Now imagine trying to build a robot with the same
degree of mechanical excellence, using gears,
wheels, and levers to
accomplish what the body does with muscle and bone. It's a much
taller order, which makes the human body seem even more impressive.
One of the big difficulties of making well-behaved robots is that
simple electric motors are impossible to move precisely. That's why a
lot of robots swap ordinary motors for what are called stepper
motors (or, sometimes, stepping motors), which can turn through "steps"—well-defined
angles—under precise electronic control. What are they are how do
they work? Let's take a closer look!
Photo: A typical DC stepper motor from an old inkjet printer. How do we know? There are multiple leads coming out of it (unlike with a simple DC motor, which has only two leads). Another way of telling a stepper motor is to hold it near your ear and slowly rotate the axle with your fingers. You should hear and feel the individual steps, a bit like winding a wristwatch.
An ordinary electric motor is based on a simple
bit of magnet science we all learn at school: unlike poles attract,
like poles repel. Here's how a basic motor works...
You take a ring-shaped magnet, put a coil of wire inside it, and feed
electricity through the wire. The wire becomes a temporary magnet
powered by electricity—an electromagnet, in other words—and the
magnetic field it creates repels the field from the permanent magnet
that surrounds it. By switching the current on and off with a clever
little device called a commutator, and some electrical
contacts called brushes, you can make the wire rotate in the
same direction indefinitely. Feed electricity (electrical energy)

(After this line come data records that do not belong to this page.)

use std::sync::mpsc;
use std::thread;

use log::trace;

use crate::data::example::LabeledExample;
use crate::error::{NetError, Result};
use crate::grad::engine::NetworkGradient;
use crate::network::network::Network;

/// Bounds of worker `index`'s share of a batch of `len` examples split
/// across `workers` workers. Shares are contiguous, disjoint and may be empty.
pub fn partition(len: usize, workers: usize, index: usize) -> (usize, usize) {
    (index * len / workers, (index + 1) * len / workers)
}

/// Runs `job` on each worker's share of `batch` in parallel and returns the
/// non-empty results in worker order.
///
/// Workers only see their own slice and report back over a channel; nothing
/// is combined until every worker has finished. A job error or a panicking
/// worker fails the whole call with `NetError::WorkerFailed`.
pub fn fan_out<T, F>(batch: &[LabeledExample], worker_count: usize, job: F) -> Result<Vec<T>>
where
    T: Send,
    F: Fn(&[LabeledExample]) -> Result<Option<T>> + Sync,
{
    let workers = worker_count.max(1);
    let (tx, rx) = mpsc::channel::<(usize, Result<Option<T>>)>();
    let job = &job;

    let panicked = thread::scope(|scope| {
        let handles: Vec<_> = (0..workers)
            .map(|index| {
                let (first, last) = partition(batch.len(), workers, index);
                let slice = &batch[first..last];
                let tx = tx.clone();
                scope.spawn(move || {
                    let partial = if slice.is_empty() { Ok(None) } else { job(slice) };
                    // The receiver outlives the scope, so this cannot fail.
                    let _ = tx.send((index, partial));
                })
            })
            .collect();
        drop(tx);

        handles
            .into_iter()
            .map(|h| h.join())
            .filter(|joined| joined.is_err())
            .count()
    });

    if panicked > 0 {
        return Err(NetError::WorkerFailed(format!("{} worker(s) panicked", panicked)));
    }

    let mut partials: Vec<(usize, Result<Option<T>>)> = rx.into_iter().collect();
    partials.sort_by_key(|(index, _)| *index);

    let mut results = Vec::with_capacity(partials.len());
    for (index, partial) in partials {
        match partial {
            Ok(Some(value)) => results.push(value),
            Ok(None) => trace!("worker {} had no examples", index),
            Err(e) => return Err(NetError::WorkerFailed(format!("worker {}: {}", index, e))),
        }
    }
    Ok(results)
}

/// Sum of the per-example gradients of `batch`, computed by `worker_count`
/// parallel workers against a shared read-only `network`.
///
/// Returns `None` for an empty batch.
pub fn batch_gradient(
    network: &Network,
    batch: &[LabeledExample],
    worker_count: usize,
) -> Result<Option<NetworkGradient>> {
    let partials = fan_out(batch, worker_count, |slice| NetworkGradient::sum_over(network, slice))?;

    let mut iter = partials.into_iter();
    let mut total = match iter.next() {
        Some(first) => first,
        None => return Ok(None),
    };
    for partial in iter {
        total.accumulate(&partial);
    }
    Ok(Some(total))
}

#[cfg(test)]
mod tests {
    use super::*;
    use rand::rngs::StdRng;
    use rand::SeedableRng;

    fn batch(n: usize) -> Vec<LabeledExample> {
        (0..n)
            .map(|i| {
                let x = i as f64 / n as f64;
                LabeledExample::new(vec![x, 1.0 - x, 0.5], vec![x, 0.0])
            })
            .collect()
    }

    #[test]
    fn test_partition_covers_batch() {
        let shares: Vec<_> = (0..8).map(|p| partition(5, 8, p)).collect();
        assert_eq!(shares.first().unwrap().0, 0);
        assert_eq!(shares.last().unwrap().1, 5);
        for w in shares.windows(2) {
            assert_eq!(w[0].1, w[1].0);
        }
        assert_eq!(shares.iter().filter(|(a, b)| a == b).count(), 3);
    }

    #[test]
    fn test_parallel_sum_matches_sequential_sum() {
        let net = Network::new(3, 2, &[4, 3], &mut StdRng::seed_from_u64(6)).unwrap();
        let examples = batch(11);

        let sequential = NetworkGradient::sum_over(&net, &examples).unwrap().unwrap();
        let parallel = batch_gradient(&net, &examples, 4).unwrap().unwrap();

        for (a, b) in sequential.weights.iter().zip(parallel.weights.iter()) {
            assert!((a - b).abs() < 1e-12);
        }
        for (a, b) in sequential.biases.iter().zip(parallel.biases.iter()) {
            assert!((a - b).abs() < 1e-12);
        }
    }

    #[test]
    fn test_more_workers_than_examples() {
        let net = Network::new(3, 2, &[2], &mut StdRng::seed_from_u64(6)).unwrap();
        let examples = batch(2);

        let single = batch_gradient(&net, &examples, 1).unwrap().unwrap();
        let many = batch_gradient(&net, &examples, 8).unwrap().unwrap();
        for (a, b) in single.weights.iter().zip(many.weights.iter()) {
            assert!((a - b).abs() < 1e-12);
        }
    }

    #[test]
    fn test_empty_batch_is_none() {
        let net = Network::new(3, 2, &[2], &mut StdRng::seed_from_u64(6)).unwrap();
        assert!(batch_gradient(&net, &[], 4).unwrap().is_none());
    }

    #[test]
    fn test_job_error_fails_the_batch() {
        let result: Result<Vec<()>> = fan_out(&batch(6), 3, |slice| {
            if slice[0].input[0] > 0.3 {
                Err(NetError::EmptyTestSet)
            } else {
                Ok(Some(()))
            }
        });
        assert!(matches!(result, Err(NetError::WorkerFailed(_))));
    }

    #[test]
    fn test_worker_panic_fails_the_batch() {
        let result: Result<Vec<usize>> = fan_out(&batch(4), 2, |slice| {
            if slice[0].input[0] > 0.0 {
                panic!("bad slice");
            }
            Ok(Some(slice.len()))
        });
        assert_eq!(
            result.unwrap_err(),
            NetError::WorkerFailed("1 worker(s) panicked".to_string())
        );
    }

    #[test]
    fn test_results_keep_worker_order() {
        let starts = fan_out(&batch(8), 4, |slice| Ok(Some(slice[0].input[0]))).unwrap();
        assert_eq!(starts, vec![0.0, 0.25, 0.5, 0.75]);
    }
}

into it and you get motion (mechanical energy) back out. That's the
essence of an ordinary motor that uses DC (direct current)
electricity. If you're less than sure how a motor like this works,
you might want to check out our introductory article about electric motors.
We can also make motors that work using AC
(alternating current) instead of DC. Although they're engineered
in a radically different way, they're still based on "like poles
repel, unlike poles attract": the electricity that powers the motor
creates magnetic attraction and repulsion, and a force that makes the
motor spin. You'll find more about AC motors—which are also called
induction motors—in our article on AC induction motors.
Photo: The powerful electric motor from an old lawn mower. The slots at the front are part of the commutator, which is an ingenious device that reverses the electric current and keeps the rotor (the rotating, central part of the motor) spinning in the same direction.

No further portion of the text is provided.